Brandishing rainbow flags and placards about the first daughter, fancy-dress-clad protesters danced their way down Embassy DC and gathered outside Ms Trump’s $5.5 million home in the affluent Washington DC neighbourhood of Kalorama. Chants of “Ivanka come dance!” and “complicit” could be heard as activists danced on top of cars to blaring pop music.

Ms Trump, the president’s third child who is said to be his “favourite”, did not appear to be home but metal barricades, police tape and armed agents were still put in place to block off the sidewalk. 

One of the organisers of the protest, Firas Nasr, argued Ms Trump was not doing enough to challenge her father.

"We definitely believe that Ivanka Trump should leverage the power she has to stand up to the bigotry and hate that Trump and his administration, more broadly, spews," he told The Independent.

"That means speaking out and acting in solidarity with the LGBTQ and Climate Justice communities when they are under attack." 

Mr Nasr said there was a considerable police presence, including secret service, at the event.

 

"One old white man came out of his house to harass and threaten protesters, which we found saddening in light of the fact that it was a peaceful protest," he said.

Fellow activists said the protest was organised to protest against Mr Trump's order and push the message “our climate and our communities matter”.

“The entire Trump Administration has shown a blatant disregard for our planet and it’s inhabitants, like paving the way for the Dakota Access Pipeline displacing the Standing Rock Sioux Tribe,” a Facebook page for the protest read. 

“The reality is that the people most affected by the administration’s bad climate decisions are our most vulnerable friends: our poor, working class, native, trans & POC siblings.  We must put our bodies on the line for our earth and for all who depend on its resources."

Organisers drew attention to fact Rex Tillerson, the Secretary of State and former ExxonMobil chief executive, is one of Ms Trump’s neighbours. Ms Trump recently sparked fury among her neighbours for disturbing the upmarket area, which is also home to the Obamas and Amazon CEO Jeff Bezos, with heavy security and taking up parking space.

Organisers were subject to dozens of homophobic and abusive messages on their Facebook page. Some critics argued Ms Trump should not be held responsible for the Trump administration's policies.

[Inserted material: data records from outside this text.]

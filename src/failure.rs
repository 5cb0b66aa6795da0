//! Failure values raised by test code
//!
//! Test bodies report failures either by returning `Err(TestFailure)` or by
//! panicking (e.g. `assert!`). Both end up as a `TestFailure` once the runner
//! has caught them.

use std::any::Any;
use std::fmt;
use std::panic::{self, AssertUnwindSafe};

/// A failure raised by a test body, setup or teardown
#[derive(Debug, Clone, PartialEq, Eq)]
pub struct TestFailure {
    pub message: String,
    /// True when the failure was caught from a panic rather than returned
    pub panicked: bool,
}

impl TestFailure {
    pub fn new(message: impl Into<String>) -> Self {
        Self {
            message: message.into(),
            panicked: false,
        }
    }

    /// Build a failure from a caught panic payload
    pub fn from_panic(payload: Box<dyn Any + Send>) -> Self {
        let message = if let Some(s) = payload.downcast_ref::<&str>() {
            (*s).to_string()
        } else if let Some(s) = payload.downcast_ref::<String>() {
            s.clone()
        } else {
            "test panicked with a non-string payload".to_string()
        };
        Self {
            message,
            panicked: true,
        }
    }
}

impl fmt::Display for TestFailure {
    fn fmt(&self, f: &mut fmt::Formatter<'_>) -> fmt::Result {
        if self.panicked {
            write!(f, "panicked: {}", self.message)
        } else {
            write!(f, "{}", self.message)
        }
    }
}

impl std::error::Error for TestFailure {}

/// Fail the current test unless `condition` holds
pub fn ensure(condition: bool, message: impl Into<String>) -> Result<(), TestFailure> {
    if condition {
        Ok(())
    } else {
        Err(TestFailure::new(message))
    }
}

/// Run `f`, turning a panic into a failure
pub fn guard<T>(f: impl FnOnce() -> Result<T, TestFailure>) -> Result<T, TestFailure> {
    match panic::catch_unwind(AssertUnwindSafe(f)) {
        Ok(result) => result,
        Err(payload) => Err(TestFailure::from_panic(payload)),
    }
}

#[cfg(test)]
mod tests {
    use super::*;

    #[test]
    fn test_from_panic_payloads() {
        let str_payload: Box<dyn Any + Send> = Box::new("boom");
        assert_eq!(TestFailure::from_panic(str_payload).message, "boom");

        let string_payload: Box<dyn Any + Send> = Box::new(String::from("owned boom"));
        let failure = TestFailure::from_panic(string_payload);
        assert_eq!(failure.message, "owned boom");
        assert!(failure.panicked);
        assert_eq!(failure.to_string(), "panicked: owned boom");
    }

    #[test]
    fn test_ensure() {
        assert!(ensure(true, "unused").is_ok());
        assert_eq!(ensure(false, "button missing").unwrap_err().message, "button missing");
    }

    #[test]
    fn test_guard_catches_panics() {
        assert_eq!(guard(|| Ok(3)), Ok(3));
        let failure = guard::<()>(|| panic!("slider stuck")).unwrap_err();
        assert!(failure.panicked);
        assert_eq!(failure.message, "slider stuck");
    }
}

Ms Trump, who lives in Washington with her husband and senior Trump advisor Jared Kushner, has been widely accused of failing to stand up to her father or hold him to account for his divisive policies or rhetoric. Despite the fact she was regularly brought into the presidential campaign to help her father boost his popularity among female voters, she has been accused ofceasing to carry through on some of her promises.

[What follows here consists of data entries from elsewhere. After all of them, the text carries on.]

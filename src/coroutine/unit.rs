//! Suspension units and the step-sequence trait
//!
//! A `YieldUnit` is the runner's equivalent of the engine's per-frame wait
//! primitive. Coroutines produce `Yielded` values one step at a time; the
//! executors turn those into units and the driver waits on them.

use std::fmt;
use std::rc::Rc;
use std::sync::atomic::{AtomicU64, Ordering};
use std::time::Duration;

use crate::failure::TestFailure;

static NEXT_UNIT_ID: AtomicU64 = AtomicU64::new(1);

/// Identity of a yield unit (clones share it)
#[derive(Debug, Clone, Copy, PartialEq, Eq, Hash)]
pub struct UnitId(u64);

impl UnitId {
    pub(crate) fn next() -> Self {
        UnitId(NEXT_UNIT_ID.fetch_add(1, Ordering::Relaxed))
    }
}

/// What a unit waits for
#[derive(Clone)]
pub enum WaitKind {
    /// Resume on the next frame
    NextFrame,
    /// Resume after this many frames
    Frames(u32),
    /// Resume after scaled game time has elapsed
    Seconds(Duration),
    /// Resume after wall-clock time has elapsed (ignores time scale)
    Realtime(Duration),
    /// Resume once the predicate returns true (checked once per frame)
    Until(Rc<dyn Fn() -> bool>),
}

impl fmt::Debug for WaitKind {
    fn fmt(&self, f: &mut fmt::Formatter<'_>) -> fmt::Result {
        match self {
            WaitKind::NextFrame => write!(f, "NextFrame"),
            WaitKind::Frames(n) => write!(f, "Frames({})", n),
            WaitKind::Seconds(d) => write!(f, "Seconds({:.3})", d.as_secs_f32()),
            WaitKind::Realtime(d) => write!(f, "Realtime({:.3})", d.as_secs_f32()),
            WaitKind::Until(_) => write!(f, "Until(..)"),
        }
    }
}

/// One schedulable suspension
#[derive(Debug, Clone)]
pub struct YieldUnit {
    id: UnitId,
    pub kind: WaitKind,
}

impl YieldUnit {
    pub fn new(kind: WaitKind) -> Self {
        Self {
            id: UnitId::next(),
            kind,
        }
    }

    pub fn next_frame() -> Self {
        Self::new(WaitKind::NextFrame)
    }

    pub fn frames(count: u32) -> Self {
        Self::new(WaitKind::Frames(count))
    }

    pub fn seconds(secs: f32) -> Self {
        Self::new(WaitKind::Seconds(Duration::from_secs_f32(secs.max(0.0))))
    }

    pub fn realtime(secs: f32) -> Self {
        Self::new(WaitKind::Realtime(Duration::from_secs_f32(secs.max(0.0))))
    }

    pub fn until(predicate: impl Fn() -> bool + 'static) -> Self {
        Self::new(WaitKind::Until(Rc::new(predicate)))
    }

    pub fn id(&self) -> UnitId {
        self.id
    }

    /// True if both values are the same wait object
    pub fn same_as(&self, other: &YieldUnit) -> bool {
        self.id == other.id
    }
}

/// Value produced by one step of a coroutine
pub enum Yielded {
    /// Plain "wait one frame" (a bare yield)
    Frame,
    /// Wait on a specific unit
    Unit(YieldUnit),
    /// Run a nested sequence to completion before resuming
    Sequence(Box<dyn Coroutine>),
    /// Run a batch of sequences in order before resuming
    Batch(Vec<Box<dyn Coroutine>>),
}

impl Yielded {
    pub fn sequence(routine: impl Coroutine + 'static) -> Self {
        Yielded::Sequence(Box::new(routine))
    }
}

impl fmt::Debug for Yielded {
    fn fmt(&self, f: &mut fmt::Formatter<'_>) -> fmt::Result {
        match self {
            Yielded::Frame => write!(f, "Frame"),
            Yielded::Unit(unit) => write!(f, "Unit({:?})", unit.kind),
            Yielded::Sequence(_) => write!(f, "Sequence(..)"),
            Yielded::Batch(items) => write!(f, "Batch({} sequences)", items.len()),
        }
    }
}

impl From<YieldUnit> for Yielded {
    fn from(unit: YieldUnit) -> Self {
        Yielded::Unit(unit)
    }
}

/// A resumable step-sequence
///
/// Each `resume` runs the body up to its next suspension point. `Ok(None)`
/// means the sequence has finished.
pub trait Coroutine {
    fn resume(&mut self) -> Result<Option<Yielded>, TestFailure>;
}

/// Coroutine over an iterator of fallible steps
pub struct IterCoroutine<I> {
    steps: I,
}

impl<I> Coroutine for IterCoroutine<I>
where
    I: Iterator<Item = Result<Yielded, TestFailure>>,
{
    fn resume(&mut self) -> Result<Option<Yielded>, TestFailure> {
        self.steps.next().transpose()
    }
}

/// Wrap an iterator of `Yielded` (or `Result<Yielded, TestFailure>`) as a coroutine.
///
/// The iterator is lazy, so side effects placed in `map` closures run one
/// step at a time, exactly like a generator body.
pub fn from_iter<I, T>(steps: I) -> IterCoroutine<std::iter::Map<I::IntoIter, fn(T) -> Result<Yielded, TestFailure>>>
where
    I: IntoIterator<Item = T>,
    T: Into<StepResult>,
{
    fn lift<T: Into<StepResult>>(item: T) -> Result<Yielded, TestFailure> {
        item.into().0
    }
    IterCoroutine {
        steps: steps.into_iter().map(lift::<T> as fn(T) -> Result<Yielded, TestFailure>),
    }
}

/// Step produced by an iterator-backed coroutine
pub struct StepResult(Result<Yielded, TestFailure>);

impl From<Yielded> for StepResult {
    fn from(value: Yielded) -> Self {
        StepResult(Ok(value))
    }
}

impl From<Result<Yielded, TestFailure>> for StepResult {
    fn from(value: Result<Yielded, TestFailure>) -> Self {
        StepResult(value)
    }
}

/// A coroutine that waits `count` bare frames and finishes
pub fn wait_frames(count: usize) -> impl Coroutine {
    from_iter((0..count).map(|_| Yielded::Frame))
}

Last week it was announced Ms Trump has been appointed as an official government employee and would be joining Mr Kushner who also serves as an unpaid White House advisor to her father.

This is by no means the first time protesters have assembled outside a location associated with Ms Trump. Last November, activists held a candlelight vigil outside the Puck Building in Manhattan, which is owned by the family of her husband, the property developer and investor, Mr Kushner. 

The quiet, calm protest attracted renowned artists such as Cecily Brown, Ryan McNamara, Rob Pruitt, Jonah Freeman and Marilyn Minter and protesters held signs and candles. 

“I’m afraid Mike Pence will make conversion therapy legal to do LGBT youth,” one placard read, while another said: “Dear Ivanka, can you tell your father that dozens of species going extinct every day is NOT A HOAX”.